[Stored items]
=== Begin Enclosure ===
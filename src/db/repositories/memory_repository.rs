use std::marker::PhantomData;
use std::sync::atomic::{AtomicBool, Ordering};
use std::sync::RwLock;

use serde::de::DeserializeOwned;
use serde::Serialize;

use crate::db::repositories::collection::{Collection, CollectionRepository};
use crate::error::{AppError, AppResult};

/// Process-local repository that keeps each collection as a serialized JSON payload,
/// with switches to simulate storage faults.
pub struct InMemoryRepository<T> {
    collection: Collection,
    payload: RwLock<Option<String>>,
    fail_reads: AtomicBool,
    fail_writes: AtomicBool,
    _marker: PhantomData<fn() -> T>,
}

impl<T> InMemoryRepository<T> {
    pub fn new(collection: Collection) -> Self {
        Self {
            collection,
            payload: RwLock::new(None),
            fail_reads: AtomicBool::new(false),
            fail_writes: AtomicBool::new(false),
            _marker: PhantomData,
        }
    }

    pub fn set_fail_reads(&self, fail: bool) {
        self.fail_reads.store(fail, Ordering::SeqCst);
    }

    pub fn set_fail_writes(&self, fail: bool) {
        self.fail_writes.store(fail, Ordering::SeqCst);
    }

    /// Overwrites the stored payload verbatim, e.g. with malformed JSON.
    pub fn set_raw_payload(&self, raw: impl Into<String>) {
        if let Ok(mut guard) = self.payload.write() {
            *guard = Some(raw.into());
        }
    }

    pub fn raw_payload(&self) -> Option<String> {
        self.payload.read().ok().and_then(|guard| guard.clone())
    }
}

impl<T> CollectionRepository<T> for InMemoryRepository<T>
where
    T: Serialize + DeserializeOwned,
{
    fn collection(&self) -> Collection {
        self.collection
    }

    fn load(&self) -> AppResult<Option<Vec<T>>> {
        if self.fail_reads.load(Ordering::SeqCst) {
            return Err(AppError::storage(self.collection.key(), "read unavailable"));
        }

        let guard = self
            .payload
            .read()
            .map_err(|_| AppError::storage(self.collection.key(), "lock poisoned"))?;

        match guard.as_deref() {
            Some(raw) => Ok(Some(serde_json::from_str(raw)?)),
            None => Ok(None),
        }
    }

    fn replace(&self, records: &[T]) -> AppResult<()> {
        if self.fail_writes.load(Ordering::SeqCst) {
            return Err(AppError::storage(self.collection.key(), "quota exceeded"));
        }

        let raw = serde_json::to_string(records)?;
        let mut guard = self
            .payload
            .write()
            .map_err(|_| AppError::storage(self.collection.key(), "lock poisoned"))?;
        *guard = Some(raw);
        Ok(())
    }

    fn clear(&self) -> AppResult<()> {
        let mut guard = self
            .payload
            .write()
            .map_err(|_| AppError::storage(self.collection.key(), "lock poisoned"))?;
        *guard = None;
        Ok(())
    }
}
=== End Enclosure ===
=== Begin Enclosure ===
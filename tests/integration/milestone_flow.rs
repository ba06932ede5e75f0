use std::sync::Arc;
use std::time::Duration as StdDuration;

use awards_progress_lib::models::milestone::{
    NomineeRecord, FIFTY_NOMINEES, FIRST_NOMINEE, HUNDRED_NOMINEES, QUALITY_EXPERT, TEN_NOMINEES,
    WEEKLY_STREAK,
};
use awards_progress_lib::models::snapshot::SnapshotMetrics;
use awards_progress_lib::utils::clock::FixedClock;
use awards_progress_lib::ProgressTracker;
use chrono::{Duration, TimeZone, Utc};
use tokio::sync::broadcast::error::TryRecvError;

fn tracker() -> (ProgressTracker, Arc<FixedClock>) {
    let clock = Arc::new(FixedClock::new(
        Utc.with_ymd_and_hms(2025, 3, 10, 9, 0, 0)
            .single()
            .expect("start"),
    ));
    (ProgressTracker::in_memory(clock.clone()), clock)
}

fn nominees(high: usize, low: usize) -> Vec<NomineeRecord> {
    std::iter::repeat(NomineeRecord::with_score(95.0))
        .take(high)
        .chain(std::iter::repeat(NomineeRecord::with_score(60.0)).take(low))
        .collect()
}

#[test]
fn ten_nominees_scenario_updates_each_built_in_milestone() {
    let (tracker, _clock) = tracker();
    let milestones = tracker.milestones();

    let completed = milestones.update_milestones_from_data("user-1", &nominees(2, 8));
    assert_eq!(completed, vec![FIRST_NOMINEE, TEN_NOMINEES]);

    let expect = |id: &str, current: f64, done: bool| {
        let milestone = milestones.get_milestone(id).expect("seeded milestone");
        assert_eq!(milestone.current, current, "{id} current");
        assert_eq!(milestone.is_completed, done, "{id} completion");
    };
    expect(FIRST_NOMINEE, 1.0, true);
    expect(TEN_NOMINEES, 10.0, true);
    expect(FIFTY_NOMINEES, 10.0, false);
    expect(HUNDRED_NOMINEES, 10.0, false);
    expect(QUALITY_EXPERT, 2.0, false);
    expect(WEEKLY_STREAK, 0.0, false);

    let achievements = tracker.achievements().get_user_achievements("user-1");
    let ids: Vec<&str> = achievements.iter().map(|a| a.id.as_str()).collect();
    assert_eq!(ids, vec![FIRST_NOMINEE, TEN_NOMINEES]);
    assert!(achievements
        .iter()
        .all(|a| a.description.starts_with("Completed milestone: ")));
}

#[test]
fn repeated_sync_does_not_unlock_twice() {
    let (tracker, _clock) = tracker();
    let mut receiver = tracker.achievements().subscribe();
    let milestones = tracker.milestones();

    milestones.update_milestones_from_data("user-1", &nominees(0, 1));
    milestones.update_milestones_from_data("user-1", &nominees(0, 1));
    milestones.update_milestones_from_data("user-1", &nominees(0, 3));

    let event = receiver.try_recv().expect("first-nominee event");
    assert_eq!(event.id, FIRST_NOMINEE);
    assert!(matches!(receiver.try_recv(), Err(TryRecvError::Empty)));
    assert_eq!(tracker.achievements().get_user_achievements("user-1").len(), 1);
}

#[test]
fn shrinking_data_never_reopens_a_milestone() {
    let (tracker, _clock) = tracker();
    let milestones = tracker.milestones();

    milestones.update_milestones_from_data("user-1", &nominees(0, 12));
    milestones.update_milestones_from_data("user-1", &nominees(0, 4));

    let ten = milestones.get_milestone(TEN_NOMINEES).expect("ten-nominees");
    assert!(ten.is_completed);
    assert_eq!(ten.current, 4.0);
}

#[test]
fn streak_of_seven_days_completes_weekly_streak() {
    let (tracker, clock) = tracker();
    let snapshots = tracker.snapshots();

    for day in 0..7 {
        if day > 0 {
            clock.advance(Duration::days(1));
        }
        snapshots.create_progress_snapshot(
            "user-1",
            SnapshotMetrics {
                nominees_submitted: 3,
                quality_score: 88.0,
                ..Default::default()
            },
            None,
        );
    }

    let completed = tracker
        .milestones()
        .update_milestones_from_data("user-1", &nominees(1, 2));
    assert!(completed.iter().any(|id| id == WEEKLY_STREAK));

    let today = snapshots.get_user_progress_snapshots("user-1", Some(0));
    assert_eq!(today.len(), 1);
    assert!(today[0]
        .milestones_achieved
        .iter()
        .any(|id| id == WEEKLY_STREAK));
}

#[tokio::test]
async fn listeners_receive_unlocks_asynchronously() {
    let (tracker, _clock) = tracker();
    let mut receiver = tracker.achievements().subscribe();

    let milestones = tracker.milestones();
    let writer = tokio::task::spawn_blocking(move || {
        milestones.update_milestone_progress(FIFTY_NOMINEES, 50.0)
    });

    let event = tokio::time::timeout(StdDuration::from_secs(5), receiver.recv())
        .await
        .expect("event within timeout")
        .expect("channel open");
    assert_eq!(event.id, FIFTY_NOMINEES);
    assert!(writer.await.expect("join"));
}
=== End Enclosure ===
• _ACTION ITEM_
Would you please work out how many lines of the data hold "records"? Reply with the number alone.

• _ANSWER TO THIS PROBLEM_
2